Another man who went even further was naturalist Henry Smeathman who travelled with slave traders to collect samples. He worked for slaving companies to gain better access to the trade . Smeathman relied on slave ships to haul the specimens to Great Britain, packing them onto the same ships as enslaved Africans. The samples went to the Caribbean then back to Africa. He thus collected samples of ostrich eggs, Goliath beetles, butterflies, sloths, and armadillos.
Sir Isaac Newton
Sir Isaac Newton was a great and famous scientist that discovered gravity and derived many formulas on how to calculate its effects. He too benefitted from the slave trade. He relied on the ocean tide readings to prove the gravitational pull of the moon on the Earth’s oceans. This data was hard to come by and thus Newton had to rely on others to collect data from him. Among other places, a lot of crucial data for these calculations came from French slave ports in Martinique.
Picture of Sir Isaac Newton
Astronomer Edmond Halley who discovered the periodicity of Halley’s comet, among many other contributions to astronomy, relied on observations of the moon, stars and other planets that came from far flung areas which operated as slave ports. Thus, it was the slave trade that truly was the main basis of the observations that Halley relied on for his work
Sir Hans Sloan
Sir Hans Sloan snapped up Petiver’s collections when he died. Sloane’s wealth came from his time collecting slave plantations, and he also married into a very stupendously wealthy slaving family. His wife was a widow of a wealthy Jamaican plantation owner. This wealth enabled him to collect as much as he wanted, and he amassed over 73,000 items. He handed all this over to the British Government when he died and this kickstarted the National British Museum, the British Library and the Natural History Museum, London.
Similarly, The National Gallery began due to the contributions of John Julius Angerstein. He made his wealth via plantations in the Caribbean and worked at Lloyds insuring slave ships in the Atlantic. He invested this wealth in a Pall Mall home, and a collection of 38 of the finest arts. When he died, he bequeathed these to the British government and the National Gallery began.
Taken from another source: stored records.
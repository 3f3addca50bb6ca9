/// Reliability classification of a sample sequence
///
/// Successful samples are bucketed by how far they deviate from the mean,
/// in units of the population standard deviation. Percentages are of the
/// whole sequence length, failed samples included, so present buckets sum
/// to 100%. The classification never comes back empty: an all-failed
/// sequence collapses to a single failed bucket and a fully degenerate
/// input yields a placeholder.
use serde::{Deserialize, Serialize};

use crate::config::types::Outcome;
use crate::stats::aggregate::{successful_times_ms, AggregateStats};

#[derive(Clone, Copy, Debug, PartialEq, Eq, Serialize, Deserialize)]
#[serde(rename_all = "snake_case")]
pub enum ReliabilityBand {
    /// Within 0.5 sigma of the mean.
    HighlyConsistent,
    /// Between 0.5 and 1 sigma.
    ModeratelyConsistent,
    /// Beyond 1 sigma.
    Outlier,
    Failed,
    /// Placeholder emitted when every other bucket would be empty.
    NoData,
}

impl ReliabilityBand {
    pub fn name(&self) -> &'static str {
        match self {
            ReliabilityBand::HighlyConsistent => "Highly Consistent",
            ReliabilityBand::ModeratelyConsistent => "Moderately Consistent",
            ReliabilityBand::Outlier => "Performance Outliers",
            ReliabilityBand::Failed => "Failed Executions",
            ReliabilityBand::NoData => "No Data Available",
        }
    }
}

#[derive(Clone, Debug, PartialEq, Serialize, Deserialize)]
pub struct ReliabilityBucket {
    pub band: ReliabilityBand,
    pub count: usize,
    /// Share of the whole sequence length, in percent.
    pub percent: f64,
}

impl ReliabilityBucket {
    /// Display-ready label, e.g. `Highly Consistent (43%)`.
    pub fn label(&self) -> String {
        format!("{} ({:.0}%)", self.band.name(), self.percent)
    }
}

/// Classify a finished sequence against its aggregate statistics. Bucket
/// order is fixed; empty buckets are omitted. Never fails.
pub fn classify(samples: &[Outcome], stats: &AggregateStats) -> Vec<ReliabilityBucket> {
    let total = samples.len();
    let percent_of = |count: usize| {
        if total == 0 {
            0.0
        } else {
            count as f64 / total as f64 * 100.0
        }
    };

    let mut buckets = Vec::new();

    if let Some(timing) = &stats.timing {
        let times = successful_times_ms(samples);
        let mean = timing.mean_ms;
        let sigma = timing.std_dev_ms;

        let highly = times
            .iter()
            .filter(|t| (**t - mean).abs() <= sigma * 0.5)
            .count();
        let moderately = times
            .iter()
            .filter(|t| {
                let dev = (**t - mean).abs();
                dev > sigma * 0.5 && dev <= sigma
            })
            .count();
        let outliers = times.iter().filter(|t| (**t - mean).abs() > sigma).count();

        for (band, count) in [
            (ReliabilityBand::HighlyConsistent, highly),
            (ReliabilityBand::ModeratelyConsistent, moderately),
            (ReliabilityBand::Outlier, outliers),
            (ReliabilityBand::Failed, stats.failed_count),
        ] {
            if count > 0 {
                buckets.push(ReliabilityBucket {
                    band,
                    count,
                    percent: percent_of(count),
                });
            }
        }
    } else if stats.failed_count > 0 {
        // No successful samples at all: the classification degenerates to
        // a single failed bucket sized to the failure count.
        buckets.push(ReliabilityBucket {
            band: ReliabilityBand::Failed,
            count: stats.failed_count,
            percent: percent_of(stats.failed_count),
        });
    }

    if buckets.is_empty() {
        buckets.push(ReliabilityBucket {
            band: ReliabilityBand::NoData,
            count: 0,
            percent: 0.0,
        });
    }

    buckets
}
/// Shell-backed snippet engine
///
/// Runs the code string as `sh -c <code>` with the child environment built
/// from the hardened scope. The child is placed in its own process group so
/// the driver's abort path can signal the whole group without touching the
/// harness. Timeouts never kill the child; only an explicit
/// [`ChildRegistry::kill_all`] does.
use std::collections::BTreeSet;
use std::os::unix::process::CommandExt;
use std::path::PathBuf;
use std::process::{Command, Stdio};
use std::sync::{Arc, Mutex};
use std::thread;
use std::time::Duration;

use crossbeam_channel::bounded;
use nix::sys::signal::{killpg, Signal};
use nix::unistd::{setpgid, Pid};

use crate::exec::engine::{Evaluation, SnippetEngine, SnippetFault};
use crate::sandbox::Scope;

/// Longest stderr excerpt carried into a failure message.
const STDERR_EXCERPT_LIMIT: usize = 512;

/// Wait between SIGTERM and SIGKILL during escalation.
const KILL_ESCALATION_DELAY: Duration = Duration::from_millis(100);

/// Live process groups spawned by shell engines.
///
/// Shared between the engine (which registers and unregisters children as
/// they spawn and reap) and the driver (which may escalate a kill after
/// terminating a worker).
#[derive(Debug, Default)]
pub struct ChildRegistry {
    groups: Mutex<BTreeSet<i32>>,
}

impl ChildRegistry {
    pub fn new() -> Arc<Self> {
        Arc::new(Self::default())
    }

    fn register(&self, pgid: i32) {
        self.groups.lock().unwrap_or_else(|e| e.into_inner()).insert(pgid);
    }

    fn unregister(&self, pgid: i32) {
        self.groups.lock().unwrap_or_else(|e| e.into_inner()).remove(&pgid);
    }

    pub fn live_groups(&self) -> usize {
        self.groups.lock().unwrap_or_else(|e| e.into_inner()).len()
    }

    /// TERM then KILL every live group. Returns the number of groups
    /// signaled. Signal errors on already-gone groups are ignored.
    pub fn kill_all(&self) -> usize {
        let groups: Vec<i32> = {
            let guard = self.groups.lock().unwrap_or_else(|e| e.into_inner());
            guard.iter().copied().collect()
        };
        for pgid in &groups {
            let _ = killpg(Pid::from_raw(*pgid), Signal::SIGTERM);
        }
        if !groups.is_empty() {
            thread::sleep(KILL_ESCALATION_DELAY);
            for pgid in &groups {
                let _ = killpg(Pid::from_raw(*pgid), Signal::SIGKILL);
            }
        }
        groups.len()
    }
}

pub struct ShellEngine {
    shell: PathBuf,
    registry: Arc<ChildRegistry>,
}

impl ShellEngine {
    pub fn new() -> Self {
        Self::with_registry(ChildRegistry::new())
    }

    pub fn with_registry(registry: Arc<ChildRegistry>) -> Self {
        Self {
            shell: PathBuf::from("/bin/sh"),
            registry,
        }
    }

    pub fn with_shell(mut self, shell: impl Into<PathBuf>) -> Self {
        self.shell = shell.into();
        self
    }

    pub fn registry(&self) -> Arc<ChildRegistry> {
        Arc::clone(&self.registry)
    }
}

impl Default for ShellEngine {
    fn default() -> Self {
        Self::new()
    }
}

fn describe_exit(status: std::process::ExitStatus, stderr: &[u8]) -> String {
    use std::os::unix::process::ExitStatusExt;

    let excerpt = String::from_utf8_lossy(stderr);
    let excerpt = excerpt.trim();
    let excerpt: String = excerpt.chars().take(STDERR_EXCERPT_LIMIT).collect();
    let base = match (status.code(), status.signal()) {
        (Some(code), _) => format!("exited with status {code}"),
        (None, Some(sig)) => format!("terminated by signal {sig}"),
        (None, None) => "exited abnormally".to_string(),
    };
    if excerpt.is_empty() {
        base
    } else {
        format!("{base}: {excerpt}")
    }
}

impl SnippetEngine for ShellEngine {
    fn eval(&mut self, code: &str, scope: &Scope) -> Evaluation {
        let mut command = Command::new(&self.shell);
        command
            .arg("-c")
            .arg(code)
            .env_clear()
            .envs(scope.to_env())
            .stdin(Stdio::null())
            .stdout(Stdio::null())
            .stderr(Stdio::piped());

        // New process group, so abort escalation signals the snippet's
        // whole subtree and never the harness.
        unsafe {
            command.pre_exec(|| {
                setpgid(Pid::from_raw(0), Pid::from_raw(0)).map_err(std::io::Error::from)
            });
        }

        let child = match command.spawn() {
            Ok(child) => child,
            // Spawn failure is the synchronous-throw path.
            Err(err) => {
                return Evaluation::Ready(Err(SnippetFault::new(format!(
                    "failed to start shell: {err}"
                ))))
            }
        };

        let pgid = child.id() as i32;
        self.registry.register(pgid);

        let (settle_tx, settle_rx) = bounded(1);
        let registry = Arc::clone(&self.registry);
        thread::spawn(move || {
            let result = match child.wait_with_output() {
                Ok(output) if output.status.success() => Ok(()),
                Ok(output) => Err(SnippetFault::new(describe_exit(
                    output.status,
                    &output.stderr,
                ))),
                Err(err) => Err(SnippetFault::new(format!("wait failed: {err}"))),
            };
            registry.unregister(pgid);
            // The receiver may be gone if the deadline already fired; a
            // late settlement is a no-op.
            let _ = settle_tx.send(result);
        });

        Evaluation::Pending(settle_rx)
    }
}
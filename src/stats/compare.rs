/// A/B comparison views over two finished benchmark reports
use serde::{Deserialize, Serialize};

use crate::harness::BenchmarkReport;
use crate::stats::aggregate::TimingSummary;
use crate::stats::histogram::{bin_pair, DualHistogram};
use crate::stats::series::{dual_time_series, DualTimeSeries};

/// The five statistics shown side by side in the overview.
#[derive(Clone, Copy, Debug, PartialEq, Eq, Serialize, Deserialize)]
#[serde(rename_all = "snake_case")]
pub enum Metric {
    Mean,
    Median,
    Min,
    Max,
    StdDev,
}

impl Metric {
    pub fn name(&self) -> &'static str {
        match self {
            Metric::Mean => "Mean",
            Metric::Median => "Median",
            Metric::Min => "Min",
            Metric::Max => "Max",
            Metric::StdDev => "Std Dev",
        }
    }

    fn pick(&self, timing: &TimingSummary) -> f64 {
        match self {
            Metric::Mean => timing.mean_ms,
            Metric::Median => timing.median_ms,
            Metric::Min => timing.min_ms,
            Metric::Max => timing.max_ms,
            Metric::StdDev => timing.std_dev_ms,
        }
    }
}

const OVERVIEW_METRICS: [Metric; 5] = [
    Metric::Mean,
    Metric::Median,
    Metric::Min,
    Metric::Max,
    Metric::StdDev,
];

#[derive(Clone, Debug, PartialEq, Serialize, Deserialize)]
pub struct OverviewRow {
    pub metric: Metric,
    pub baseline_ms: f64,
    pub candidate_ms: f64,
}

/// Side-by-side rows for the five core statistics. No speedup ratio is
/// derived here; presentation may compute one from the raw pair.
pub fn overview(baseline: &TimingSummary, candidate: &TimingSummary) -> Vec<OverviewRow> {
    OVERVIEW_METRICS
        .iter()
        .map(|metric| OverviewRow {
            metric: *metric,
            baseline_ms: metric.pick(baseline),
            candidate_ms: metric.pick(candidate),
        })
        .collect()
}

/// Paired result of two independent benchmark runs plus the derived views.
#[derive(Clone, Debug, Serialize, Deserialize)]
pub struct ComparisonReport {
    pub baseline: BenchmarkReport,
    pub candidate: BenchmarkReport,
    /// Empty when either side has no successful samples.
    pub overview: Vec<OverviewRow>,
    pub distribution: DualHistogram,
    pub series: DualTimeSeries,
}

/// Assemble the comparison views from two finished reports.
pub fn compare(baseline: BenchmarkReport, candidate: BenchmarkReport) -> ComparisonReport {
    let overview = match (&baseline.stats.timing, &candidate.stats.timing) {
        (Some(b), Some(c)) => overview(b, c),
        _ => Vec::new(),
    };
    let distribution = bin_pair(
        &crate::stats::aggregate::successful_times_ms(&baseline.samples),
        &crate::stats::aggregate::successful_times_ms(&candidate.samples),
    );
    let series = dual_time_series(&baseline.samples, &candidate.samples);
    ComparisonReport {
        baseline,
        candidate,
        overview,
        distribution,
        series,
    }
}

#[cfg(test)]
mod tests {
    use super::*;
    use crate::config::types::Outcome;
    use crate::harness::BenchmarkReport;
    use std::time::Duration;

    fn ok(ms: u64) -> Outcome {
        Outcome::completed(Duration::from_millis(ms))
    }

    fn report_of(samples: Vec<Outcome>) -> BenchmarkReport {
        BenchmarkReport::from_samples(samples)
    }

    #[test]
    fn overview_has_five_paired_rows() {
        let baseline = report_of(vec![ok(10), ok(20), ok(30)]);
        let candidate = report_of(vec![ok(5), ok(15)]);
        let comparison = compare(baseline, candidate);
        assert_eq!(comparison.overview.len(), 5);
        let metrics: Vec<Metric> = comparison.overview.iter().map(|r| r.metric).collect();
        assert_eq!(
            metrics,
            vec![
                Metric::Mean,
                Metric::Median,
                Metric::Min,
                Metric::Max,
                Metric::StdDev
            ]
        );
        let mean_row = &comparison.overview[0];
        assert_eq!(mean_row.baseline_ms, 20.0);
        assert_eq!(mean_row.candidate_ms, 10.0);
    }

    #[test]
    fn overview_is_empty_when_one_side_all_failed() {
        let baseline = report_of(vec![ok(10)]);
        let candidate = report_of(vec![Outcome::thrown(Duration::from_millis(1), "boom")]);
        let comparison = compare(baseline, candidate);
        assert!(comparison.overview.is_empty());
        // The degenerate side still participates in the other views.
        assert_eq!(comparison.series.len, 1);
    }

    #[test]
    fn distribution_edges_are_shared() {
        let baseline = report_of((1..=40).map(ok).collect());
        let candidate = report_of((30..=90).map(ok).collect());
        let comparison = compare(baseline, candidate);
        assert_eq!(
            comparison.distribution.baseline.edges(),
            comparison.distribution.candidate.edges()
        );
    }

    #[test]
    fn unequal_lengths_are_not_padded() {
        let baseline = report_of((1..=7).map(ok).collect());
        let candidate = report_of((1..=3).map(ok).collect());
        let comparison = compare(baseline, candidate);
        assert_eq!(comparison.series.len, 7);
        assert_eq!(comparison.series.candidate_ms.len(), 3);
    }
}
Dr.Hunt and the London Anthropological Society
Dr Hunt travelled to Newcastle to attend the annual meeting of the British Association for the advancement of Science. Dr. Hunt presented a paper, called ‘On the Physical and Mental Character of the Negro’. The paper said that Africans were a separate species that were closer to apes than the Europeans. He was not the only one to do so. John Crawfurd, a slave governor, also presented a similar paper. However, Dr Hunt’s paper carried with it the aura of a scientist and not a slave governor. He suggested that Africans could never be as intellectually developed as Europeans. He wrote that Africans thought of rebellion as much as “cows”, and that any African in a position of responsibility had European features.
Joseph Banks was a botanist and a naturalist. He was also president of Royal Society and an adviser to King George III, involving in setting up the Royal Botanical Gardens, Kew. He was passionate about plants and collected many samples both personally and via slavers who visited Latin America and Africa to indulge in the slave trade. His collections later became part of the Natural History Museum . Banks also influenced government policy and advocated for the import of breadfruit to the Caribbean as a cheap way of feeding slaves. This is just one of many examples of his works benefitting the slave trade or being taken via samples obtained due to the slave trade.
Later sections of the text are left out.